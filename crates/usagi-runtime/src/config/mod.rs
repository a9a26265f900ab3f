//! Configuration module for the usagi runtime.
//!
//! TOML-based configuration loading with environment overrides for the
//! gateway connection, outbound chain settings, and logging.

pub mod error;
pub mod loader;
pub mod schema;

pub use error::{ConfigError, ConfigResult};
pub use loader::ConfigLoader;
pub use schema::{
    ChainSection, GatewaySection, LogFormat, LoggingConfig, RetryConfig, UsagiConfig,
};
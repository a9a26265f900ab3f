//! # usagi
//!
//! A message-chain bot core for mirai-api-http gateways.
//!
//! ## Architecture
//!
//! ```text
//! ┌──────────┐ push ┌────────────┐ select ┌───────────────────────────────┐
//! │ Gateway  │─────▶│ Dispatcher │───────▶│ handler (own task, own context)│──▶ Chain
//! │ (ws+http)│      │ wait table │        │ wait_for_reply suspends here   │
//! └──────────┘      └────────────┘        └───────────────────────────────┘
//!       ▲                                                 │
//!       └───────────── resolved + encoded frames ◀────────┘
//! ```
//!
//! - **usagi-core**: the [`Chain`](core::Chain) builder, media resolution,
//!   and the inbound [`MessageEvent`](core::MessageEvent) model
//! - **usagi-transport**: the correlated WebSocket gateway connection and
//!   the HTTP upload surface
//! - **usagi-framework**: handler registration, priority dispatch, and
//!   conversational waits
//! - **usagi-runtime**: config, logging, and process wiring
//!
//! ## Quick Start
//!
//! ```rust,ignore
//! use usagi::prelude::*;
//!
//! #[tokio::main]
//! async fn main() -> RuntimeResult<()> {
//!     let registry = HandlerRegistry::builder()
//!         .on_keywords("ping", &["ping"], 1, |ctx: HandlerContext| async move {
//!             Ok(Some(ctx.chain().text("pong")))
//!         })
//!         .build();
//!
//!     UsagiRuntime::builder()
//!         .config_file("usagi.toml")
//!         .registry(registry)
//!         .run()
//!         .await
//! }
//! ```

pub use usagi_core as core;
pub use usagi_framework as framework;
pub use usagi_runtime as runtime;
pub use usagi_transport as transport;

/// Prelude module for convenient imports.
///
/// ```rust,ignore
/// use usagi::prelude::*;
/// ```
pub mod prelude {
    // Runtime - main entry point
    pub use usagi_runtime::{RuntimeResult, UsagiRuntime};

    // Handler registration and dispatch
    pub use usagi_framework::{
        Dispatcher, HandlerContext, HandlerRegistry, Outbound, RegistryBuilder, Verdict,
    };

    // Chain construction and the event model
    pub use usagi_core::{
        Chain, ChainSettings, Element, HandlerError, HandlerResult, MediaRef, MessageEvent,
        TextOptions,
    };

    // Logging macros
    pub use tracing::{debug, error, info, trace, warn};
}

// Re-export tracing so applications share the runtime's version.
pub use tracing;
○ ○ ○ ○ ○ ○ ○
--- INSTRUCTIONS FOR THE TASK ---
All the entries above should come back exactly as they are written.

--- SOLUTION FOR THIS PROBLEM ---
filename crates/usagi-runtime/src/config/mod.rs
repository a9a26265f900ab3f
//! Configuration module for the usagi runtime.
//!
//! TOML-based configuration loading with environment overrides for the
//! gateway connection, outbound chain settings, and logging.

pub mod error;
pub mod loader;
pub mod schema;

pub use error::{ConfigError, ConfigResult};
pub use loader::ConfigLoader;
pub use schema::{
    ChainSection, GatewaySection, LogFormat, LoggingConfig, RetryConfig, UsagiConfig,
};
repository a9a26265f900ab3f
//! # usagi
//!
//! A message-chain bot core for mirai-api-http gateways.
//!
//! ## Architecture
//!
//! ```text
//! ┌──────────┐ push ┌────────────┐ select ┌───────────────────────────────┐
//! │ Gateway  │─────▶│ Dispatcher │───────▶│ handler (own task, own context)│──▶ Chain
//! │ (ws+http)│      │ wait table │        │ wait_for_reply suspends here   │
//! └──────────┘      └────────────┘        └───────────────────────────────┘
//!       ▲                                                 │
//!       └───────────── resolved + encoded frames ◀────────┘
//! ```
//!
//! - **usagi-core**: the [`Chain`](core::Chain) builder, media resolution,
//!   and the inbound [`MessageEvent`](core::MessageEvent) model
//! - **usagi-transport**: the correlated WebSocket gateway connection and
//!   the HTTP upload surface
//! - **usagi-framework**: handler registration, priority dispatch, and
//!   conversational waits
//! - **usagi-runtime**: config, logging, and process wiring
//!
//! ## Quick Start
//!
//! ```rust,ignore
//! use usagi::prelude::*;
//!
//! #[tokio::main]
//! async fn main() -> RuntimeResult<()> {
//!     let registry = HandlerRegistry::builder()
//!         .on_keywords("ping", &["ping"], 1, |ctx: HandlerContext| async move {
//!             Ok(Some(ctx.chain().text("pong")))
//!         })
//!         .build();
//!
//!     UsagiRuntime::builder()
//!         .config_file("usagi.toml")
//!         .registry(registry)
//!         .run()
//!         .await
//! }
//! ```

pub use usagi_core as core;
pub use usagi_framework as framework;
pub use usagi_runtime as runtime;
pub use usagi_transport as transport;

/// Prelude module for convenient imports.
///
/// ```rust,ignore
/// use usagi::prelude::*;
/// ```
pub mod prelude {
    // Runtime - main entry point
    pub use usagi_runtime::{RuntimeResult, UsagiRuntime};

    // Handler registration and dispatch
    pub use usagi_framework::{
        Dispatcher, HandlerContext, HandlerRegistry, Outbound, RegistryBuilder, Verdict,
    };

    // Chain construction and the event model
    pub use usagi_core::{
        Chain, ChainSettings, Element, HandlerError, HandlerResult, MediaRef, MessageEvent,
        TextOptions,
    };

    // Logging macros
    pub use tracing::{debug, error, info, trace, warn};
}

// Re-export tracing so applications share the runtime's version.
pub use tracing;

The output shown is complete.